__EXERCISE REQUIREMENTS__: Stop after the line containing "use std::sync::OnceLock;"; retype every line of the data before it exactly, starting from the first.
───── INFORMATION SHOWN
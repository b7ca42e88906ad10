//! Structured logging with box-drawing output.
//!
//! Every user-facing line goes through the macros defined here so the CLI, the
//! daemon and the scheduling core share one visual style:
//!
//! ```text
//! ┏ salatr v0.3.0 ━━╸
//! ┃
//! ┣ Scheduling prayer alarms
//! ┃   Fajr     05:21  (tomorrow)
//! ┣[WARNING] Bundled adhan missing, using remote fallback
//! ╹
//! ```
//!
//! ## Conventions
//!
//! - `log_block_start!` opens a new conceptual block (empty pipe, then `┣ message`).
//! - `log_decorated!` continues a block with `┣ message`.
//! - `log_indented!` lists details under the current block (`┃   message`).
//! - `log_pipe!` inserts an empty `┃` line, typically before a semantic message.
//! - `log_info!`, `log_warning!`, `log_error!`, `log_debug!`, `log_critical!` carry a
//!   colored `[LEVEL]` tag.
//! - `log_version!` / `log_end!` frame a whole command run.
//!
//! Output can be silenced at runtime (tests, `--quiet` style callers) and routed to a
//! file for the long-running daemon.

use std::io::Write;
use std::sync::OnceLock;
use std::sync::atomic::{AtomicBool, Ordering};
use std::sync::mpsc::{Sender, channel};

static LOGGING_ENABLED: AtomicBool = AtomicBool::new(true);

// Time zone of the configured location, used for simulated-clock timestamps
static LOCATION_TIMEZONE: OnceLock<Option<chrono_tz::Tz>> = OnceLock::new();

// Channel for routing output to a file when `run --log` is active
static LOG_CHANNEL: OnceLock<Option<Sender<LogMessage>>> = OnceLock::new();

enum LogMessage {
    Formatted(String),
    Shutdown,
}

/// Logging control surface used by the macros.
pub struct Log;

impl Log {
    /// Enable or disable all logger output.
    pub fn set_enabled(enabled: bool) {
        LOGGING_ENABLED.store(enabled, Ordering::SeqCst);
    }

    pub fn is_enabled() -> bool {
        LOGGING_ENABLED.load(Ordering::SeqCst)
    }

    /// Remember the location's time zone so simulated timestamps can show it.
    pub fn set_location_timezone(tz: Option<chrono_tz::Tz>) {
        let _ = LOCATION_TIMEZONE.set(tz);
    }

    fn location_timezone() -> Option<chrono_tz::Tz> {
        LOCATION_TIMEZONE.get().and_then(|tz| *tz)
    }

    /// Route all further output to `file_path` through a writer thread.
    pub fn start_file_logging(file_path: String) -> anyhow::Result<LoggerGuard> {
        let (tx, rx) = channel();

        LOG_CHANNEL
            .set(Some(tx.clone()))
            .map_err(|_| anyhow::anyhow!("Logger channel already initialized"))?;

        let handle = std::thread::spawn(move || {
            let mut file = std::fs::OpenOptions::new()
                .create(true)
                .append(true)
                .open(&file_path)?;

            loop {
                match rx.recv() {
                    Ok(LogMessage::Formatted(text)) => {
                        file.write_all(text.as_bytes())?;
                        file.flush()?;
                    }
                    Ok(LogMessage::Shutdown) | Err(_) => {
                        file.flush()?;
                        break;
                    }
                }
            }

            Ok::<(), anyhow::Error>(())
        });

        Ok(LoggerGuard {
            tx,
            handle: Some(handle),
        })
    }

    /// Timestamp prefix shown only while a non-real clock is installed.
    ///
    /// With a known location time zone that differs from local time, both are shown
    /// as `[HH:MM:SSP] [HH:MM:SSL]` (place / local).
    pub fn get_timestamp_prefix() -> String {
        if !(crate::time_source::is_initialized() && crate::time_source::is_simulated()) {
            return String::new();
        }

        let now = crate::time_source::now();
        let local_str = now
            .with_timezone(&chrono::Local)
            .format("%H:%M:%S")
            .to_string();

        match Self::location_timezone() {
            Some(tz) => {
                let place_str = now.with_timezone(&tz).format("%H:%M:%S").to_string();
                if place_str != local_str {
                    format!("[{place_str}P] [{local_str}L] ")
                } else {
                    format!("[{local_str}] ")
                }
            }
            None => format!("[{local_str}] "),
        }
    }
}

/// Flushes and joins the file writer thread on drop.
pub struct LoggerGuard {
    tx: Sender<LogMessage>,
    handle: Option<std::thread::JoinHandle<anyhow::Result<()>>>,
}

impl Drop for LoggerGuard {
    fn drop(&mut self) {
        let _ = self.tx.send(LogMessage::Shutdown);
        if let Some(handle) = self.handle.take() {
            let _ = handle.join();
        }
    }
}

fn strip_ansi_codes(text: &str) -> String {
    let mut result = String::with_capacity(text.len());
    let mut chars = text.chars().peekable();

    while let Some(ch) = chars.next() {
        if ch == '\x1b' && chars.peek() == Some(&'[') {
            chars.next();
            for ch in chars.by_ref() {
                if ch == 'm' {
                    break;
                }
            }
        } else {
            result.push(ch);
        }
    }

    result
}

/// Write one formatted line to the active sink (needed by the macros).
pub fn write_output(text: &str) {
    if let Some(Some(tx)) = LOG_CHANNEL.get() {
        let _ = tx.send(LogMessage::Formatted(strip_ansi_codes(text)));
    } else {
        print!("{text}");
        let _ = std::io::stdout().flush();
    }
}

/// Shared body of every logging macro: `$lead` is the decoration placed between the
/// timestamp prefix and the message.
#[doc(hidden)]
#[macro_export]
macro_rules! __log_line {
    ($lead:literal, $($arg:tt)+) => {{
        use $crate::logger::Log;
        if Log::is_enabled() {
            let prefix = Log::get_timestamp_prefix();
            let message = format!($($arg)+);
            let lead = format!($lead, p = prefix);
            $crate::logger::write_output(&format!("{lead}{message}\n"));
        }
    }};
}

// # Logging Macros

/// Continue the current block with `┣ message`.
#[macro_export]
macro_rules! log_decorated {
    ($($arg:tt)+) => { $crate::__log_line!("{p}┣ ", $($arg)+) };
}

/// Detail line under the current block.
#[macro_export]
macro_rules! log_indented {
    ($($arg:tt)+) => { $crate::__log_line!("{p}┃   ", $($arg)+) };
}

/// Empty pipe for vertical spacing.
#[macro_export]
macro_rules! log_pipe {
    () => { $crate::__log_line!("{p}┃", "") };
}

/// Open a new block.
#[macro_export]
macro_rules! log_block_start {
    ($($arg:tt)+) => { $crate::__log_line!("{p}┃\n{p}┣ ", $($arg)+) };
}

/// Startup header.
#[macro_export]
macro_rules! log_version {
    () => {
        $crate::__log_line!("{p}┏ ", "salatr v{} ━━╸", env!("CARGO_PKG_VERSION"))
    };
}

/// Final termination marker.
#[macro_export]
macro_rules! log_end {
    () => { $crate::__log_line!("{p}╹", "") };
}

#[macro_export]
macro_rules! log_warning {
    ($($arg:tt)+) => { $crate::__log_line!("{p}┣[\x1b[33mWARNING\x1b[0m] ", $($arg)+) };
}

/// Warning outside of any block (help output, argument errors).
#[macro_export]
macro_rules! log_warning_standalone {
    ($($arg:tt)+) => { $crate::__log_line!("{p}[\x1b[33mWARNING\x1b[0m] ", $($arg)+) };
}

#[macro_export]
macro_rules! log_error {
    ($($arg:tt)+) => { $crate::__log_line!("{p}┣[\x1b[31mERROR\x1b[0m] ", $($arg)+) };
}

/// Error that terminates the current flow (`┗` corner).
#[macro_export]
macro_rules! log_error_exit {
    ($($arg:tt)+) => { $crate::__log_line!("{p}┃\n{p}┗[\x1b[31mERROR\x1b[0m] ", $($arg)+) };
}

#[macro_export]
macro_rules! log_info {
    ($($arg:tt)+) => { $crate::__log_line!("{p}┣[\x1b[32mINFO\x1b[0m] ", $($arg)+) };
}

#[macro_export]
macro_rules! log_debug {
    ($($arg:tt)+) => { $crate::__log_line!("{p}┣[\x1b[32mDEBUG\x1b[0m] ", $($arg)+) };
}

#[macro_export]
macro_rules! log_critical {
    ($($arg:tt)+) => { $crate::__log_line!("{p}┣[\x1b[31mCRITICAL\x1b[0m] ", $($arg)+) };
}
──────────
__FINISHED EXERCISE__:
repository b7ca42e88906ad10
//! Structured logging with box-drawing output.
//!
//! Every user-facing line goes through the macros defined here so the CLI, the
//! daemon and the scheduling core share one visual style:
//!
//! ```text
//! ┏ salatr v0.3.0 ━━╸
//! ┃
//! ┣ Scheduling prayer alarms
//! ┃   Fajr     05:21  (tomorrow)
//! ┣[WARNING] Bundled adhan missing, using remote fallback
//! ╹
//! ```
//!
//! ## Conventions
//!
//! - `log_block_start!` opens a new conceptual block (empty pipe, then `┣ message`).
//! - `log_decorated!` continues a block with `┣ message`.
//! - `log_indented!` lists details under the current block (`┃   message`).
//! - `log_pipe!` inserts an empty `┃` line, typically before a semantic message.
//! - `log_info!`, `log_warning!`, `log_error!`, `log_debug!`, `log_critical!` carry a
//!   colored `[LEVEL]` tag.
//! - `log_version!` / `log_end!` frame a whole command run.
//!
//! Output can be silenced at runtime (tests, `--quiet` style callers) and routed to a
//! file for the long-running daemon.

use std::io::Write;
use std::sync::OnceLock;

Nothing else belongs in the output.